I believe it has much to do with this freedom thing — embodied by the little riff on “Free” on the cover each week (a Kathy idea). Free to remember… Free miracles?… Free tales from the deep… Free to be imaginative, spunky, genuine, original and relevant.

’Tis a sorry state of affairs but few, very few publications that rely on advertising for revenue — including the big boys, the ones you’d swear could rise above it all, financially and otherwise — can or will stand up to pressure from advertisers and bean counters who interfere with the holiest of holies in the newspaper biz, the editorial “hole” — the space that’s not ads, where the news and columns and letters and editorials run, and readers should and must feel that what they read there is free from the stink of power or money, the pressure from business managers or the I’ll-buy-an-ad-if-you-run-an-article-on-my-widget routine.

The old Citizen that the late Cloudsley Hoodspith ran (bless him) was notorious for such hijinks. A thousand years ago when I had the Question , the then highers-up at Whistler Mountain Ski Corp. threatened to pull all their advertising if we ran a letter to the editor complaining about the lousy on-mountain food in general and navy bean soup in particular. They even sicked on me the late, great Dave Murray (bless him, too) to argue their point.

We ran the letter; they didn’t pull their advertising. But it was scary. The readers were the biggest customer, but the mountain was the biggest revenue source and it could break the spine of a small paper in a flash.

So don’t you just know that what you read in the Pique is free — free from influence-peddling, from pandering, from fear-mongering — and always has been? That takes guts, especially when you’re just starting out.

Another thing: it’s rare that a newspaper, even the biggest of the big boys, pays for original writing, never mind original art these days. Get this: the Globe and Mail pays less than half of what the Pique pays contributors. Unlike the Pique , they want wire copy, all rights to original work (so you can’t sell it elsewhere), all things serialized, digitized, image banked. Anything that saves costs but contributes to the overall homogeneity of, well, us.

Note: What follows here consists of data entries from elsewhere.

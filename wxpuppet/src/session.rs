use std::fs::{read_to_string, write};
use std::path::Path;

use serde::{Deserialize, Serialize};

use crate::error::Result;

#[derive(Debug, Clone, Default, PartialEq, Deserialize, Serialize)]
pub struct Cookie {
    pub name: String,
    pub value: String,
}

/// Cookies of the logged-in web session, in insertion order.
#[derive(Debug, Clone, Default, PartialEq, Deserialize, Serialize)]
pub struct CookieStore(pub Vec<Cookie>);

impl CookieStore {
    pub fn is_empty(&self) -> bool {
        self.0.is_empty()
    }

    /// Value of the `Cookie` request header for this session.
    pub fn header_value(&self) -> String {
        self.0
            .iter()
            .map(|c| format!("{}={}", c.name, c.value))
            .collect::<Vec<_>>()
            .join("; ")
    }
}

/// Authenticated session state shared by transports: the backend host the
/// login landed on plus its cookies.
#[derive(Debug, Clone, Default, PartialEq, Deserialize, Serialize)]
pub struct Session {
    pub host: String,
    pub cookie_store: CookieStore,
}

impl Session {
    pub fn load(path: impl AsRef<Path>) -> Result<Self> {
        Ok(serde_json::from_str(&read_to_string(path)?)?)
    }

    pub fn save(&self, path: impl AsRef<Path>) -> Result<()> {
        write(path, serde_json::to_string_pretty(self)?)?;
        Ok(())
    }
}

#[cfg(test)]
mod local_tests {
    use super::*;

    fn cookies() -> CookieStore {
        CookieStore(vec![
            Cookie {
                name: "wxuin".to_string(),
                value: "4763975".to_string(),
            },
            Cookie {
                name: "wxsid".to_string(),
                value: "abc123".to_string(),
            },
        ])
    }

    #[test]
    fn test_header_value() {
        assert_eq!(cookies().header_value(), "wxuin=4763975; wxsid=abc123");
        assert_eq!(CookieStore::default().header_value(), "");
    }

    #[test]
    fn test_save_load_roundtrip() -> anyhow::Result<()> {
        let session = Session {
            host: "wx.qq.com".to_string(),
            cookie_store: cookies(),
        };
        let dir = tempfile::tempdir()?;
        let path = dir.path().join("session.json");
        session.save(&path)?;
        assert_eq!(Session::load(&path)?, session);
        Ok(())
    }
}
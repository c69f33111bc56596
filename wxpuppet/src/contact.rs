use std::fmt;

use log::{debug, error, trace, warn};
use reqwest::Response;
use url::Url;

use crate::error::{Error, Result};
use crate::models::{ContactInfo, ContactInternal, Gender, Message};
use crate::puppet::Puppet;
use crate::utils;

/// Content accepted by [`Contact::say`]: bare text or a pre-built message
/// entity.
#[derive(Debug, Clone)]
pub enum Sayable {
    Text(String),
    Message(Message),
}

impl From<&str> for Sayable {
    fn from(value: &str) -> Self {
        Sayable::Text(value.to_string())
    }
}

impl From<String> for Sayable {
    fn from(value: String) -> Self {
        Sayable::Text(value)
    }
}

impl From<Message> for Sayable {
    fn from(value: Message) -> Self {
        Sayable::Message(value)
    }
}

/// A remote contact, lazily materialized from the web backend.
///
/// Construction only records the backend-assigned id; every other
/// attribute becomes available once [`Contact::ready`] has fetched and
/// normalized the profile through the injected [`Puppet`] transport.
/// Accessors never fail: before the first successful load they return
/// neutral values.
#[derive(Debug, Clone)]
pub struct Contact<P: Puppet> {
    id: String,
    info: Option<ContactInfo>,
    raw: Option<ContactInternal>,
    puppet: P,
}

impl<P: Puppet> Contact<P> {
    pub fn new(puppet: P, id: impl Into<String>) -> Self {
        let id = id.into();
        trace!("new contact {id}");
        Self {
            id,
            info: None,
            raw: None,
            puppet,
        }
    }

    pub fn id(&self) -> &str {
        &self.id
    }

    /// True once a normalized profile with id and name is cached.
    pub fn is_ready(&self) -> bool {
        self.info
            .as_ref()
            .is_some_and(|info| !info.id.is_empty() && !info.name.is_empty())
    }

    /// Fetch and normalize the profile unless it is already cached.
    ///
    /// A payload the normalizer rejects leaves the contact not ready
    /// without an error; the next call fetches again.
    pub async fn ready(&mut self) -> Result<()> {
        if self.is_ready() {
            return Ok(());
        }
        if self.id.is_empty() {
            return Err(Error::MissingContactId);
        }

        match self.puppet.contact_payload(&self.id).await {
            Ok(raw) => {
                trace!("contact_payload({}) resolved", self.id);
                self.info = ContactInfo::parse(&raw);
                self.raw = Some(raw);
                Ok(())
            }
            Err(e) => {
                error!("contact_payload({}) failed: {e}", self.id);
                Err(Error::FetchContact(self.id.clone(), Box::new(e)))
            }
        }
    }

    /// Drop the cached profile and load it again.
    pub async fn refresh(&mut self) -> Result<()> {
        self.info = None;
        self.ready().await
    }

    /// Display name, stripped of control characters. Empty until loaded.
    pub fn name(&self) -> String {
        utils::plain_text(self.info.as_ref().map(|info| info.name.as_str()).unwrap_or_default())
    }

    /// Alias the logged-in user set for this contact.
    pub fn alias(&self) -> Option<String> {
        self.info.as_ref().and_then(|info| info.alias.clone())
    }

    pub fn gender(&self) -> Gender {
        self.info.as_ref().map(|info| info.sex).unwrap_or_default()
    }

    pub fn province(&self) -> Option<String> {
        self.info
            .as_ref()
            .and_then(|info| (!info.province.is_empty()).then(|| info.province.clone()))
    }

    pub fn city(&self) -> Option<String> {
        self.info
            .as_ref()
            .and_then(|info| (!info.city.is_empty()).then(|| info.city.clone()))
    }

    pub fn signature(&self) -> Option<String> {
        self.info
            .as_ref()
            .and_then(|info| (!info.signature.is_empty()).then(|| info.signature.clone()))
    }

    /// Stable numeric account id, as a string.
    pub fn uin(&self) -> Option<String> {
        self.info
            .as_ref()
            .and_then(|info| (!info.uin.is_empty()).then(|| info.uin.clone()))
    }

    /// Account handle. The backend only exposes it for a few contacts, so
    /// `None` is common even after a successful load.
    pub fn weixin(&self) -> Option<String> {
        let handle = self
            .info
            .as_ref()
            .and_then(|info| (!info.weixin.is_empty()).then(|| info.weixin.clone()));
        if handle.is_none() {
            debug!(
                "weixin() handle for {} unavailable; use uin() to track a contact across sessions",
                self.id
            );
        }
        handle
    }

    /// `None` until the profile is loaded.
    pub fn stranger(&self) -> Option<bool> {
        self.info.as_ref().map(|info| info.stranger)
    }

    /// `None` until the profile is loaded.
    pub fn star(&self) -> Option<bool> {
        self.info.as_ref().map(|info| info.star)
    }

    pub fn official(&self) -> bool {
        self.info.as_ref().is_some_and(|info| info.official)
    }

    pub fn special(&self) -> bool {
        self.info.as_ref().is_some_and(|info| info.special)
    }

    pub fn personal(&self) -> bool {
        !self.official()
    }

    /// True when this contact is the logged-in user.
    pub fn is_self(&self) -> bool {
        self.puppet.self_id().is_some_and(|id| id == self.id)
    }

    /// Set (`Some`) or remove (`None`) the alias on the backend, updating
    /// the cached profile on success. A failed remote call is logged and
    /// returned unchanged, leaving the cache as it was.
    pub async fn set_alias(&mut self, new_alias: Option<&str>) -> Result<()> {
        debug!("set_alias({new_alias:?}) on {}", self.id);
        match self.puppet.contact_alias(&self.id, new_alias).await {
            Ok(()) => {
                match self.info.as_mut() {
                    Some(info) => info.alias = new_alias.map(str::to_string),
                    // the remote side accepted the change, but there is
                    // nothing to update locally until the next ready()
                    None => error!("set_alias() on contact {} without loaded profile", self.id),
                }
                Ok(())
            }
            Err(e) => {
                error!("set_alias({new_alias:?}) on {} rejected: {e}", self.id);
                Err(e)
            }
        }
    }

    /// Send text or a pre-built message to this contact. The message's
    /// sender is the logged-in user, its recipient this contact; the
    /// transport result is returned unmodified.
    pub async fn say(&self, content: impl Into<Sayable>) -> Result<()> {
        let user_id = self.puppet.self_id().ok_or(Error::NoLoggedInUser)?;

        let mut message = match content.into() {
            Sayable::Text(text) => {
                let mut message = Message::new();
                message.set_text(text);
                message
            }
            Sayable::Message(message) => message,
        };
        message.set_from(user_id);
        message.set_to(self.id.clone());

        debug!(
            "say() from {} to {}",
            message.from().unwrap_or_default(),
            self.id
        );
        self.puppet.message_send(&message).await
    }

    /// Open an authenticated byte stream of the high-resolution avatar.
    pub async fn avatar(&self) -> Result<Response> {
        let Some(info) = self.info.as_ref() else {
            return Err(Error::NotLoaded(self.id.clone()));
        };
        if info.avatar.is_empty() {
            return Err(Error::NoAvatar(self.id.clone()));
        }

        let res = async {
            let hostname = self.puppet.hostname().await?;
            let mut avatar_url = Url::parse(&format!("http://{hostname}{}", info.avatar))?;
            // 'type=big' selects the full-size variant
            avatar_url.query_pairs_mut().append_pair("type", "big");
            let cookies = self.puppet.cookies().await?;
            trace!("avatar() url: {avatar_url}");
            utils::url_stream(avatar_url, &cookies).await
        }
        .await;
        if let Err(e) = &res {
            warn!("avatar() for {} failed: {e}", self.id);
        }
        res
    }

    /// Log the cached normalized profile.
    pub fn dump(&self) {
        match &self.info {
            Some(info) => debug!("contact {}: {info:?}", self.id),
            None => debug!("contact {}: not loaded", self.id),
        }
    }

    /// Log the last raw payload received.
    pub fn dump_raw(&self) {
        match &self.raw {
            Some(raw) => debug!("contact {} raw: {raw:?}", self.id),
            None => debug!("contact {}: no raw payload", self.id),
        }
    }
}

impl<P: Puppet> fmt::Display for Contact<P> {
    fn fmt(&self, f: &mut fmt::Formatter<'_>) -> fmt::Result {
        let label = match &self.info {
            Some(info) => info
                .alias
                .as_deref()
                .filter(|alias| !alias.is_empty())
                .map(str::to_string)
                .unwrap_or_else(|| {
                    if info.name.is_empty() {
                        self.id.clone()
                    } else {
                        utils::plain_text(&info.name)
                    }
                }),
            None => self.id.clone(),
        };
        write!(f, "Contact<{label}>")
    }
}
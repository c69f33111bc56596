use serde::Deserialize;
use serde_json::Value;

use super::common::deserialize_num_str;

/// Raw contact record as served by the web backend. Field names and shapes
/// are dictated by the remote API; everything defaults so partial payloads
/// still deserialize.
#[derive(Debug, Clone, Default, PartialEq, Deserialize)]
pub struct ContactInternal {
    #[serde(default, rename = "UserName")]
    pub user_name: String,
    #[serde(default, rename = "NickName")]
    pub nick_name: String,
    /// Display override set by the logged-in user.
    #[serde(default, rename = "RemarkName")]
    pub remark_name: String,
    /// Account handle. The backend withholds it for most contacts.
    #[serde(default, rename = "Alias")]
    pub alias: String,
    #[serde(default, rename = "Sex")]
    pub sex: i64,
    #[serde(default, rename = "Province")]
    pub province: String,
    #[serde(default, rename = "City")]
    pub city: String,
    #[serde(default, rename = "Signature")]
    pub signature: String,
    #[serde(default, rename = "StarFriend")]
    pub star_friend: Value,
    /// Stable numeric account id; sometimes served as a string.
    #[serde(default, rename = "Uin", deserialize_with = "deserialize_num_str")]
    pub uin: String,
    /// Relative avatar path, including its query string.
    #[serde(default, rename = "HeadImgUrl")]
    pub head_img_url: String,
    #[serde(default, rename = "VerifyFlag")]
    pub verify_flag: i64,
    /// Set during enrichment by the page-side injector, not by the API.
    #[serde(default)]
    pub stranger: Value,
}

#[cfg(test)]
mod local_tests {
    use super::*;
    use serde_json::json;

    #[test]
    fn test_deserialize_full_payload() {
        let raw: ContactInternal = serde_json::from_value(json!({
            "UserName": "@abc",
            "NickName": "nick",
            "RemarkName": "remark",
            "Alias": "handle",
            "Sex": 2,
            "Province": "Guangdong",
            "City": "Shenzhen",
            "Signature": "sig",
            "StarFriend": 1,
            "Uin": 4763975,
            "HeadImgUrl": "/webwxgeticon?seq=1",
            "VerifyFlag": 8,
            "stranger": "1"
        }))
        .unwrap();
        assert_eq!(raw.user_name, "@abc");
        assert_eq!(raw.uin, "4763975");
        assert_eq!(raw.verify_flag, 8);
        assert_eq!(raw.stranger, json!("1"));
    }

    #[test]
    fn test_deserialize_partial_payload() {
        let raw: ContactInternal = serde_json::from_value(json!({ "UserName": "@abc" })).unwrap();
        assert_eq!(raw.user_name, "@abc");
        assert_eq!(raw.nick_name, "");
        assert_eq!(raw.sex, 0);
        assert_eq!(raw.star_friend, Value::Null);
    }
}
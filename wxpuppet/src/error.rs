use thiserror::Error;

pub type Result<T> = std::result::Result<T, Error>;

#[derive(Debug, Error)]
pub enum Error {
    #[error("{0}: {1}")]
    Context(String, Box<Error>),

    #[error("I/O error: {0}")]
    Io(#[from] std::io::Error),

    #[error("JSON serialization/deserialization error: {0}")]
    SerdeJson(#[from] serde_json::Error),

    #[error("Network error: {0}")]
    Network(#[from] reqwest::Error),

    #[error("Url parsing error: {0}")]
    UrlParse(#[from] url::ParseError),

    #[error("Config parsing error: {0}")]
    Toml(#[from] toml::de::Error),

    #[error("Lock error: {0}")]
    Lock(String),

    #[error("contact has no id")]
    MissingContactId,

    #[error("failed to fetch contact {0}: {1}")]
    FetchContact(String, Box<Error>),

    #[error("no logged-in user")]
    NoLoggedInUser,

    #[error("contact {0} is not loaded")]
    NotLoaded(String),

    #[error("contact {0} has no avatar")]
    NoAvatar(String),

    #[error("An unexpected error occurred: {0}")]
    Other(String),
}

pub trait Context<T, E> {
    fn context(self, context: &'static str) -> Result<T>;
}

impl<T, E> Context<T, E> for std::result::Result<T, E>
where
    E: Into<Error>,
{
    fn context(self, context: &'static str) -> Result<T> {
        self.map_err(|e| Error::Context(context.to_string(), Box::new(e.into())))
    }
}

impl<T> From<std::sync::PoisonError<T>> for Error {
    fn from(err: std::sync::PoisonError<T>) -> Self {
        Self::Lock(err.to_string())
    }
}
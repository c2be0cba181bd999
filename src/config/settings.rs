use crate::domain::{DAY_MS, Timestamp, WEEK_MS};

const MINUTE_MS: Timestamp = 60 * 1000;

#[derive(Debug, Clone)]
pub struct EngineSettings {
    pub extrapolation_horizon_ms: Timestamp,
    pub trailing_window_ms: Timestamp,
    pub viewport_offset_with_extrapolation_ms: Timestamp,
    pub viewport_offset_ms: Timestamp,
    pub crawl_interval_ms: Timestamp,
    pub retry_interval_ms: Timestamp,
    pub ended_season_expiry_ms: Timestamp,
}

impl Default for EngineSettings {
    fn default() -> Self {
        Self {
            extrapolation_horizon_ms: 14 * DAY_MS,
            trailing_window_ms: 14 * DAY_MS,
            viewport_offset_with_extrapolation_ms: 4 * WEEK_MS,
            viewport_offset_ms: 2 * WEEK_MS,
            crawl_interval_ms: 60 * MINUTE_MS, // scraper runs hourly
            retry_interval_ms: 5 * MINUTE_MS,
            ended_season_expiry_ms: 30 * DAY_MS,
        }
    }
}

#[derive(Debug, Clone)]
pub struct ServerSettings {
    pub database_path: String,
    pub seasons_path: Option<String>,
}

impl Default for ServerSettings {
    fn default() -> Self {
        Self {
            database_path: std::env::var("DATABASE_PATH")
                .unwrap_or_else(|_| "cutoff_tracker.db".to_string()),
            seasons_path: std::env::var("SEASONS_PATH").ok(),
        }
    }
}

#[derive(Debug, Clone)]
pub struct AppConfig {
    pub engine: EngineSettings,
    pub server: ServerSettings,
}

impl Default for AppConfig {
    fn default() -> Self {
        Self::new()
    }
}

impl AppConfig {
    pub fn new() -> Self {
        Self {
            engine: EngineSettings::default(),
            server: ServerSettings::default(),
        }
    }
}
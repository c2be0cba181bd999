use std::collections::{BTreeMap, BTreeSet};

use serde::Serialize;

use super::dedup::group_by_faction;
use crate::domain::{AffixSet, Dataset, FactionKey, Field, Region, Season, Timestamp, WEEK_MS};

/// Where a point in time falls in a season's repeating weekly schedule
#[derive(Debug, Clone, Copy, PartialEq, Eq, Serialize)]
#[serde(rename_all = "camelCase")]
pub struct WeekPosition {
    /// Whole weeks since the region's start
    pub weeks_passed: u64,
    /// Index into the schedule
    pub slot: usize,
    /// Completed passes through the schedule
    pub cycle: u64,
}

impl WeekPosition {
    /// 1 for the first time a slot comes up, 2 for its first repeat, and so on
    pub fn occurrence(&self) -> u64 {
        self.cycle + 1
    }
}

/// Locate `eval` in a schedule of `schedule_len` weeks starting at `start`.
///
/// Once the season has ended (`end <= eval`) the position is pinned to the
/// week holding the season's final instant, so it stays put after data stops
/// flowing. Returns `None` before the start or for an empty schedule.
pub fn week_position(
    start: Timestamp,
    end: Option<Timestamp>,
    eval: Timestamp,
    schedule_len: usize,
) -> Option<WeekPosition> {
    if schedule_len == 0 {
        return None;
    }

    let effective = match end {
        Some(end) if end <= eval => end - 1,
        _ => eval,
    };

    if effective < start {
        return None;
    }

    let weeks_passed = (effective.saturating_sub(start) / WEEK_MS) as u64;
    let len = schedule_len as u64;

    Some(WeekPosition {
        weeks_passed,
        slot: (weeks_passed % len) as usize,
        cycle: weeks_passed / len,
    })
}

/// `[start, end)` of the given week
pub fn week_interval(season_start: Timestamp, week: u64) -> (Timestamp, Timestamp) {
    let offset = i64::try_from(week).unwrap_or(i64::MAX).saturating_mul(WEEK_MS);
    let from = season_start.saturating_add(offset);
    (from, from.saturating_add(WEEK_MS))
}

/// Score change across `[from, to)` of one faction's ascending series.
///
/// Uses the first sample at or after `from` and the last sample before `to`;
/// zero when either is missing.
pub fn week_delta(series: &[Dataset], from: Timestamp, to: Timestamp) -> f64 {
    let first = series
        .iter()
        .filter(|d| d.timestamp >= from)
        .find_map(|d| d.value(Field::Score).map(|v| (d.timestamp, v)));
    let last = series
        .iter()
        .rev()
        .filter(|d| d.timestamp < to)
        .find_map(|d| d.value(Field::Score).map(|v| (d.timestamp, v)));

    match (first, last) {
        (Some((first_ts, first_value)), Some((last_ts, last_value))) if first_ts <= last_ts => {
            last_value - first_value
        }
        _ => 0.0,
    }
}

#[derive(Debug, Clone, PartialEq, Serialize)]
#[serde(rename_all = "camelCase")]
pub struct FactionDelta {
    pub faction: FactionKey,
    pub delta: f64,
}

#[derive(Debug, Clone, PartialEq, Serialize)]
#[serde(rename_all = "camelCase")]
pub struct WeekSummary {
    pub start: Timestamp,
    pub end: Timestamp,
    #[serde(flatten)]
    pub position: WeekPosition,
    pub occurrence: u64,
    pub affixes: AffixSet,
    pub current: bool,
    pub deltas: Vec<FactionDelta>,
}

/// Per-week score deltas of a region's series, keyed by week index.
///
/// Covers every week that holds a sample plus the week holding `now` (or the
/// last week of an ended season). Weeks without samples are left out.
pub fn weekly_summaries(
    season: &Season,
    region: Region,
    series: &[Dataset],
    now: Timestamp,
) -> BTreeMap<u64, WeekSummary> {
    let Some(start) = season.start(region) else {
        return BTreeMap::new();
    };
    let Some(current) = week_position(start, season.end(region), now, season.schedule_len())
    else {
        return BTreeMap::new();
    };

    let groups = group_by_faction(series);

    let mut weeks: BTreeSet<u64> = series
        .iter()
        .filter_map(|d| week_position(start, None, d.timestamp, season.schedule_len()))
        .map(|position| position.weeks_passed)
        .filter(|&week| week <= current.weeks_passed)
        .collect();
    weeks.insert(current.weeks_passed);

    weeks
        .into_iter()
        .filter_map(|week| {
            let (from, to) = week_interval(start, week);
            let position = week_position(start, None, from, season.schedule_len())?;
            let affixes = season.affix_schedule.get(position.slot)?.clone();

            let deltas = groups
                .iter()
                .map(|(faction, group)| FactionDelta {
                    faction: *faction,
                    delta: week_delta(group, from, to),
                })
                .collect();

            Some((
                week,
                WeekSummary {
                    start: from,
                    end: to,
                    position,
                    occurrence: position.occurrence(),
                    affixes,
                    current: week == current.weeks_passed,
                    deltas,
                },
            ))
        })
        .collect()
}

#[cfg(test)]
mod tests {
    use super::*;
    use crate::domain::{Affix, CrossFactionSupport, DAY_MS, Faction, RegionMap, SeasonSlug};

    const START: Timestamp = 1_700_000_000_000;

    fn position(weeks_passed: u64, slot: usize, cycle: u64) -> Option<WeekPosition> {
        Some(WeekPosition { weeks_passed, slot, cycle })
    }

    #[test]
    fn test_position_within_first_cycle() {
        assert_eq!(week_position(START, None, START, 3), position(0, 0, 0));
        assert_eq!(week_position(START, None, START + WEEK_MS - 1, 3), position(0, 0, 0));
        assert_eq!(week_position(START, None, START + WEEK_MS, 3), position(1, 1, 0));
        assert_eq!(week_position(START, None, START + 3 * WEEK_MS - 1, 3), position(2, 2, 0));
    }

    #[test]
    fn test_position_rolls_over_cycles() {
        let slots: Vec<Option<WeekPosition>> = (0..8)
            .map(|week| week_position(START, None, START + week * WEEK_MS + DAY_MS, 3))
            .collect();

        assert_eq!(
            slots,
            vec![
                position(0, 0, 0),
                position(1, 1, 0),
                position(2, 2, 0),
                position(3, 0, 1),
                position(4, 1, 1),
                position(5, 2, 1),
                position(6, 0, 2),
                position(7, 1, 2),
            ]
        );
    }

    #[test]
    fn test_occurrence_distinguishes_repeats() {
        let first = week_position(START, None, START + WEEK_MS, 3).unwrap();
        let third = week_position(START, None, START + 7 * WEEK_MS, 3).unwrap();

        assert_eq!(first.slot, third.slot);
        assert_eq!(first.occurrence(), 1);
        assert_eq!(third.occurrence(), 3);
    }

    #[test]
    fn test_ended_season_pins_to_final_week() {
        let end = START + 4 * WEEK_MS + DAY_MS;
        let expected = position(4, 1, 1);

        assert_eq!(week_position(START, Some(end), end, 3), expected);
        assert_eq!(week_position(START, Some(end), end + 20 * WEEK_MS, 3), expected);
    }

    #[test]
    fn test_end_on_week_boundary_keeps_previous_week() {
        let end = START + 6 * WEEK_MS;
        assert_eq!(week_position(START, Some(end), end + DAY_MS, 3), position(5, 2, 1));
    }

    #[test]
    fn test_future_end_does_not_pin() {
        let end = START + 10 * WEEK_MS;
        assert_eq!(week_position(START, Some(end), START + WEEK_MS, 3), position(1, 1, 0));
    }

    #[test]
    fn test_no_position_before_start_or_without_schedule() {
        assert_eq!(week_position(START, None, START - 1, 3), None);
        assert_eq!(week_position(START, None, START, 0), None);
    }

    fn sample(timestamp: Timestamp, faction: FactionKey, score: f64) -> Dataset {
        Dataset {
            timestamp,
            region: Region::Us,
            faction,
            score,
            rank: None,
        }
    }

    #[test]
    fn test_week_delta_uses_boundary_samples() {
        let series = vec![
            sample(START - DAY_MS, None, 50.0),
            sample(START + DAY_MS, None, 100.0),
            sample(START + 3 * DAY_MS, None, 140.0),
            sample(START + 6 * DAY_MS, None, 180.0),
            sample(START + WEEK_MS, None, 500.0),
        ];

        assert_eq!(week_delta(&series, START, START + WEEK_MS), 80.0);
    }

    #[test]
    fn test_week_delta_missing_boundary_is_zero() {
        let after_only = vec![sample(START + 2 * WEEK_MS, None, 100.0)];
        assert_eq!(week_delta(&after_only, START, START + WEEK_MS), 0.0);

        let before_only = vec![sample(START - DAY_MS, None, 100.0)];
        assert_eq!(week_delta(&before_only, START, START + WEEK_MS), 0.0);

        assert_eq!(week_delta(&[], START, START + WEEK_MS), 0.0);
    }

    fn season() -> Season {
        Season {
            slug: SeasonSlug::SlSeason4,
            start_dates: RegionMap::splat(Some(START)),
            end_dates: RegionMap::splat(None),
            affix_schedule: vec![
                vec![Affix::Tyrannical, Affix::Bolstering, Affix::Explosive, Affix::Shrouded],
                vec![Affix::Fortified, Affix::Bursting, Affix::Storming, Affix::Shrouded],
            ],
            cross_faction_support: CrossFactionSupport::Unsupported,
            confirmed_cutoffs: Vec::new(),
        }
    }

    #[test]
    fn test_weekly_summaries_per_faction() {
        let series = vec![
            sample(START + DAY_MS, Some(Faction::Alliance), 100.0),
            sample(START + DAY_MS, Some(Faction::Horde), 110.0),
            sample(START + 5 * DAY_MS, Some(Faction::Alliance), 160.0),
            sample(START + 5 * DAY_MS, Some(Faction::Horde), 150.0),
            sample(START + WEEK_MS + DAY_MS, Some(Faction::Alliance), 170.0),
        ];
        let now = START + 2 * WEEK_MS + DAY_MS;

        let summaries = weekly_summaries(&season(), Region::Us, &series, now);

        assert_eq!(summaries.keys().copied().collect::<Vec<_>>(), vec![0, 1, 2]);

        let first = &summaries[&0];
        assert_eq!(
            first.deltas,
            vec![
                FactionDelta { faction: Some(Faction::Alliance), delta: 60.0 },
                FactionDelta { faction: Some(Faction::Horde), delta: 40.0 },
            ]
        );
        assert!(!first.current);

        // a single alliance sample and no horde sample in week 1
        assert!(summaries[&1].deltas.iter().all(|d| d.delta == 0.0));

        let third = &summaries[&2];
        assert!(third.current);
        assert_eq!(third.position.slot, 0);
        assert_eq!(third.occurrence, 2);
        assert_eq!(third.affixes[0], Affix::Tyrannical);
    }

    #[test]
    fn test_weekly_summaries_skip_weeks_without_samples() {
        let series = vec![
            sample(START + DAY_MS, None, 100.0),
            sample(START + 3 * WEEK_MS + DAY_MS, None, 200.0),
        ];
        let now = START + 6 * WEEK_MS;

        let summaries = weekly_summaries(&season(), Region::Us, &series, now);

        assert_eq!(summaries.keys().copied().collect::<Vec<_>>(), vec![0, 3, 6]);
        assert!(summaries[&6].current);
        assert!(summaries[&6].deltas.iter().all(|d| d.delta == 0.0));
    }

    #[test]
    fn test_far_future_evaluation_stays_bounded() {
        let series = vec![sample(START + DAY_MS, None, 100.0)];

        let summaries = weekly_summaries(&season(), Region::Us, &series, i64::MAX);

        assert_eq!(summaries.len(), 2);
        let (_, last) = summaries.iter().next_back().unwrap();
        assert!(last.current);
        assert!(last.start <= last.end);
        assert_eq!(week_interval(START, u64::MAX).1, i64::MAX);
    }

    #[test]
    fn test_weekly_summaries_before_start_are_empty() {
        assert!(weekly_summaries(&season(), Region::Us, &[], START - 1).is_empty());

        let mut unstarted = season();
        unstarted.start_dates = RegionMap::splat(None);
        assert!(weekly_summaries(&unstarted, Region::Us, &[], START).is_empty());
    }
}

See all those Pique covers of original art piling up every week for the past 14-ish years? That’s 728-plus pieces of art from artists who were paid fairly for their work and had the joy of seeing it featured. Then there are the original short stories, the freelance photos, the essays.

In an nutshell, freedom + creativity = character, all of which we love about Whistler and which Bob and Kathy have distilled, page by page, loonie by loonie, into the Pique .

Besides all the other moments of silence we’ve had this week, I hope you pause for a minute and contemplate what a keystone this enterprise has been on so many levels — to readers, staffers, contributors and advertisers, who know the paper is read voraciously and their dollars aren’t wasted. It’s a collaborative effort whose whole is bigger than the sum of its parts, with each part — so sorely we now notice that one is missing — vital to

Here’s a reminder: Newspapering is a funny business. The paper has to come out week after week after week, when you’re sick, the monies are low, the receptionist has run off with a dancer, a reporter quits in a huff, the power fails, you don’t really feel like it, the software crashes, there’s no real news. Even when one of your original freedom fighters is killed in a terrible accident.

And there it is, like a string of laundry out to dry for all the neighbours to see and comment on, with the stains you couldn’t get out, the missing sock, the colours that ran, the good silk shirts, the ratty underwear (which you might try to hide in a pillowcase).

The funny thing about running a newspaper is that you usually don’t hear much about the good stuff you do. Mostly you hear the complaints.

But that’s the usual way of it. After this extraordinary week, I just bet that months and years from now people will step back a bit, consider what this little-paper-that-could means to them, and beam a message to Kathy. As for the ones down at Function in the office, including Bob when he gets back, you can simply tell them.

Glenda Bartosh is an award-winning freelance writer who can’t think of what to add here this week.